I'm talking about a long standing issue that I've addressed in every way under the sun with multiple professional trainers and none of them could touch it. I've spent years building Courage's trust and education to this point. I've spent months lunging him under saddle in what is basically fixed draw reins.
And in those months, I have seen Courage go from this:
|one kind of air time|
|a much better kind of air time|
I'm not talking about a quick fix here. Not at all. Courage was scoring around the 70s at training level at recognized shows. He hacks out. He toodles. He jumps (a little) and he's been in professional training for the better part of a year now. He was just not getting it in terms how how to use his body to push and go forward, especially in trot/canter transitions and especially as we asked him to move into first/second level work. We did lessons and pro rides and body work and talked to vets and covered all our bases there.
And then I quit riding and added the vienna reins lunging. It took months. Not a joke. Not an an exaggeration. I don't mean months of ripping around in mindless circles, either. Months of thoughtful, horse-first training in which I found different ways to present the information and explain to Courage what I wanted without ever getting angry and always being quick to reward the slightest try on his part.
|late nights and early mornings|
And now, I have a horse who probably 75% of the time on the lunge line, can give me a correct, balanced trot/canter transition in a calm manner. That's HUGE for us.
But now it's time to start back under saddle. I'm physically compromised and Courage is learning to transfer the information he's gleaned, but he's not confirmed and he can't be until he also understands with a rider.
I need the same effect that I get from the Vienna Reins, but I need it in a format that's safe to ride in. I need something I can release, but something that continues to explain to Courage that the balance he found on the lunge line is a balance he can use under saddle.
Draw reins it is.
They are a gadget. They are so easy to abuse. You can wreck a horse permanently SO FAST. Ever seen a panicked runaway with it's nose on it's chest and that horrible look of pain and fear in it's eyes? Even if you have a tolerant saint of a horse, you can create so much distress, as Lauren pointed out. You can make that. You don't want to. It's flat out cruel.

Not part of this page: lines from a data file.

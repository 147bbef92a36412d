//! Two-valued theme flag persisted in an opaque string store.

use log::debug;
use std::{cell::RefCell, collections::HashMap};

pub const THEME_KEY: &str = "theme";

#[derive(Clone, Copy, Debug, PartialEq, Eq)]
pub enum Theme {
    Light,
    Dark,
}

impl Theme {
    pub fn as_str(self) -> &'static str {
        match self {
            Self::Light => "light",
            Self::Dark => "dark",
        }
    }

    pub fn from_str(value: &str) -> Option<Self> {
        match value {
            "light" => Some(Self::Light),
            "dark" => Some(Self::Dark),
            _ => None,
        }
    }

    pub fn toggled(self) -> Self {
        match self {
            Self::Light => Self::Dark,
            Self::Dark => Self::Light,
        }
    }

    pub fn toggle_label(self) -> String {
        let next = self.toggled().as_str();
        format!("Switch to {next} theme")
    }

    /// Icon shown on the toggle: the sun offers light mode, the moon dark mode.
    pub fn icon_class(self) -> &'static str {
        match self {
            Self::Light => "fas fa-moon",
            Self::Dark => "fas fa-sun",
        }
    }

    /// Value of the `data-theme` attribute on `<body>`; light removes it.
    pub fn body_attribute(self) -> Option<&'static str> {
        match self {
            Self::Light => None,
            Self::Dark => Some("dark"),
        }
    }
}

pub trait ThemeStore {
    fn get(&self, key: &str) -> Option<String>;
    fn set(&self, key: &str, value: &str);
}

#[derive(Default)]
pub struct MemoryThemeStore {
    values: RefCell<HashMap<String, String>>,
}

impl MemoryThemeStore {
    pub fn with_value(value: &str) -> Self {
        let store = Self::default();
        store.set(THEME_KEY, value);
        store
    }
}

impl ThemeStore for MemoryThemeStore {
    fn get(&self, key: &str) -> Option<String> {
        self.values.borrow().get(key).cloned()
    }

    fn set(&self, key: &str, value: &str) {
        self.values
            .borrow_mut()
            .insert(key.to_string(), value.to_string());
    }
}

pub struct ThemeController<S: ThemeStore> {
    store: S,
    theme: Theme,
}

impl<S: ThemeStore> ThemeController<S> {
    /// Dark is the default: an absent or `"dark"` value applies dark and writes
    /// `"dark"` back. Anything else applies light, and a value that is not
    /// exactly `"light"` is normalised to it.
    pub fn load(store: S) -> Self {
        let stored = store.get(THEME_KEY);
        let theme = match stored.as_deref() {
            None => Theme::Dark,
            Some(value) => Theme::from_str(value).unwrap_or(Theme::Light),
        };

        if stored.as_deref() != Some(theme.as_str()) || theme == Theme::Dark {
            store.set(THEME_KEY, theme.as_str());
        }

        debug!("loaded theme {}", theme.as_str());
        Self { store, theme }
    }

    pub fn theme(&self) -> Theme {
        self.theme
    }

    pub fn toggle(&mut self) -> Theme {
        self.theme = self.theme.toggled();
        self.store.set(THEME_KEY, self.theme.as_str());
        self.theme
    }

    pub fn store(&self) -> &S {
        &self.store
    }
}

#[cfg(test)]
mod tests {
    use super::*;

    #[test]
    fn first_load_defaults_to_dark_and_persists() {
        let controller = ThemeController::load(MemoryThemeStore::default());

        assert_eq!(controller.theme(), Theme::Dark);
        assert_eq!(controller.store().get(THEME_KEY).as_deref(), Some("dark"));
    }

    #[test]
    fn stored_light_is_respected() {
        let controller = ThemeController::load(MemoryThemeStore::with_value("light"));

        assert_eq!(controller.theme(), Theme::Light);
        assert_eq!(controller.store().get(THEME_KEY).as_deref(), Some("light"));
    }

    #[test]
    fn unknown_value_applies_light_and_is_normalised() {
        let controller = ThemeController::load(MemoryThemeStore::with_value("sepia"));

        assert_eq!(controller.theme(), Theme::Light);
        assert_eq!(controller.store().get(THEME_KEY).as_deref(), Some("light"));
    }

    #[test]
    fn double_toggle_round_trips_and_store_agrees() {
        for initial in ["dark", "light"] {
            let mut controller = ThemeController::load(MemoryThemeStore::with_value(initial));
            let start = controller.theme();

            let once = controller.toggle();
            assert_eq!(once, start.toggled());
            assert_eq!(controller.store().get(THEME_KEY).as_deref(), Some(once.as_str()));

            let twice = controller.toggle();
            assert_eq!(twice, start);
            assert_eq!(controller.store().get(THEME_KEY).as_deref(), Some(start.as_str()));
        }
    }

    #[test]
    fn presentation_values() {
        assert_eq!(Theme::Dark.icon_class(), "fas fa-sun");
        assert_eq!(Theme::Light.icon_class(), "fas fa-moon");
        assert_eq!(Theme::Dark.body_attribute(), Some("dark"));
        assert_eq!(Theme::Light.body_attribute(), None);
        assert_eq!(Theme::Dark.toggle_label(), "Switch to light theme");
        assert_eq!(Theme::from_str("dark"), Some(Theme::Dark));
        assert_eq!(Theme::from_str("Dark"), None);
    }
}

Draw reins are not something I pick up lightly and they are something that will go away as soon as is reasonably practicable. I've introduced them very slowly. Lots of walking and toodling and just letting him feel them without having them do anything.
Now we've added in trotting and he's going well. So well. Not gonna lie, he feels like a whole new horse. He's learning to give me the base of his neck, which is what I need to go forward from here.
Even with all the training Courage has had and the education we both have, using draw reins pretty well freaks me out. I don't need him hyperflexed. I don't want him behind the bit or dumped on his forehand or any number of other Very Bad Things that come from a device that give me this massive amount of leverage over a flighty prey animal.
|my first trot post-accident.|
And that's where it's at.
Theoretically, I hate gadgets. In practice, I'm using one and I'm very pleased with the results. That doesn't mean I recommend them and frankly, if you think they'll work for you, I think you're an idiot who needs a trainer and dear god please don't ruin your horse. Please.